Regarding IDS, even the 2024 ESGO-ESMO-ESP consensus conference does not clarify its role, stating that pelvic aortic SL should not be performed in patients who achieve complete abdominal cytoreduction and without suspicion of nodal involvement without distinguishing between patients undergoing primary debulking surgery and IDS.3

The study by Nasioudis et al focused on this patient population and included 1060 patients with advanced ovarian cancer from the National Cancer Database who underwent IDS and complete gross resection between 2010 and 2015. The study found that the clinical and prognostic impact of SL was not significant, as survival did not reach significance levels (OS in the SL group was 44.19 months vs 40.38 months in the no-SL group; p=0.4). This was also confirmed in the sub-group of patients who underwent SL, as there was no difference in survival between patients with positive and negative lymph nodes (p=0.12). In terms of peri-operative morbidity, patients who underwent SL had a higher rate of unexpected readmission within 30 days of discharge and a longer hospital stay.

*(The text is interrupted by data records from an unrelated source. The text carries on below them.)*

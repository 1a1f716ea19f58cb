//! CLI module - command-line interface
//!
//! - `traymotion preview` - render an icon animation to PNG frames
//! - `traymotion info` - print the resolved settings

pub mod info;
pub mod preview;

use clap::{Parser, Subcommand};

/// Exit codes
pub mod exit_codes {
    pub const SUCCESS: i32 = 0;
    pub const UNEXPECTED_FAILURE: i32 = 1;
    pub const INVALID_ARGUMENTS: i32 = 2;
}

/// traymotion - animated tray icon rendering engine
///
/// Renders small tray icons that animate smoothly on size, visibility
/// and attention changes, synchronized with a shared configuration.
#[derive(Parser, Debug)]
#[command(name = "traymotion")]
#[command(author, version, about, long_about = None)]
pub struct Cli {
    /// Enable verbose logging
    #[arg(short, long, global = true)]
    pub verbose: bool,

    /// Set log level (trace, debug, info, warn, error)
    #[arg(long = "log-level", global = true, value_parser = ["trace", "debug", "info", "warn", "error"])]
    pub log_level: Option<String>,

    #[command(subcommand)]
    pub command: Commands,
}

#[derive(Subcommand, Debug)]
pub enum Commands {
    /// Render an icon show/destroy animation to numbered PNG frames
    Preview(preview::PreviewArgs),

    /// Print the resolved settings as JSON
    Info(info::InfoArgs),
}
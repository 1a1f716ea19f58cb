//! Typed tray configuration over the attribute store

#![allow(dead_code)]

use std::rc::Rc;

use super::{AttributeStore, Configurable};

/// Bitmask: show a main-menu box on the left end of the tray.
pub const MENUS_LEFT: i64 = 1;
/// Bitmask: show a main-menu box on the right end of the tray.
pub const MENUS_RIGHT: i64 = 2;

/// Tray-wide configuration: display name, where main-menu boxes go and
/// where separators are drawn (both `MENUS_LEFT`/`MENUS_RIGHT`
/// bitmasks, 0 for none).
pub struct TrayConfig {
    store: AttributeStore,
}

impl TrayConfig {
    pub fn new(name: &str, menus: i64, separators: i64) -> Self {
        let mut store = AttributeStore::new();
        store.declare("name", name, None);
        store.declare("menus", menus, None);
        store.declare("separators", separators, None);
        Self { store }
    }

    pub fn name(&self) -> &str {
        self.store.get_text("name")
    }

    pub fn set_name(&mut self, name: &str) {
        self.store.set("name", name);
    }

    pub fn menus(&self) -> i64 {
        self.store.get_int("menus")
    }

    pub fn set_menus(&mut self, menus: i64) {
        self.store.set("menus", menus);
    }

    pub fn separators(&self) -> i64 {
        self.store.get_int("separators")
    }

    pub fn set_separators(&mut self, separators: i64) {
        self.store.set("separators", separators);
    }

    pub fn register(&mut self, observer: Rc<dyn Configurable>) {
        self.store.register(observer);
    }

    pub fn unregister(&mut self, observer: &Rc<dyn Configurable>) {
        self.store.unregister(observer);
    }

    pub fn store(&self) -> &AttributeStore {
        &self.store
    }
}

#[cfg(test)]
mod tests {
    use super::*;

    #[test]
    fn test_roundtrip() {
        let mut config = TrayConfig::new("tasks", MENUS_LEFT, 0);
        assert_eq!(config.name(), "tasks");
        assert_eq!(config.menus(), MENUS_LEFT);

        config.set_menus(MENUS_LEFT | MENUS_RIGHT);
        config.set_separators(MENUS_RIGHT);
        assert_eq!(config.menus(), MENUS_LEFT | MENUS_RIGHT);
        assert_eq!(config.separators(), MENUS_RIGHT);
    }
}
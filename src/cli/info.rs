//! Info command - print the resolved settings

use clap::Args;

use crate::settings::Settings;

#[derive(Args, Debug)]
pub struct InfoArgs {
    /// Pretty-print the JSON output
    #[arg(long)]
    pub pretty: bool,
}

pub fn run(args: InfoArgs) -> anyhow::Result<()> {
    let settings = Settings::load();
    let json = if args.pretty {
        serde_json::to_string_pretty(&settings)?
    } else {
        serde_json::to_string(&settings)?
    };
    println!("{json}");
    Ok(())
}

The data highlighted by the study are consistent with the existing literature and further emphasize the secondary role of lymphadenectomy in IDS. Back in 2012, a study by Fagotti et al showed that lymphadenectomy at the time of IDS could be omitted in high-risk patients as there was no difference in 2-year PFS and OS in a population of 151 patients with optimal residual disease.4

Further supporting the secondary role of lymphadenectomy in IDS are the results of a recent meta-analysis by Caruso et al. The results again highlighted the lack of survival benefit in the SL group, as the pooled estimated hazard ratios for PFS and OS were 0.88 (95% CI 0.65 to 1.20; p=0.43) and 0.80 (95% CI 0.50 to 1.30; p=0.37), respectively, with a higher number of grade III–IV post-operative complications.5

Certainly, the evaluation of a surgical procedure cannot ignore two elements: the prognostic impact that the procedure may have and the clinical impact, evaluated as the rate of post-operative complications. Lymphadenectomy in patients with advanced ovarian cancer undergoing IDS does not confer a prognostic benefit and is associated with a higher risk of post-operative complications and longer hospital stay. Therefore, it currently plays a secondary role and may be omitted in the absence of pre-operative radiological suspicion or incidental lymph node finding during surgery, pending randomized clinical trials that may further confirm this finding.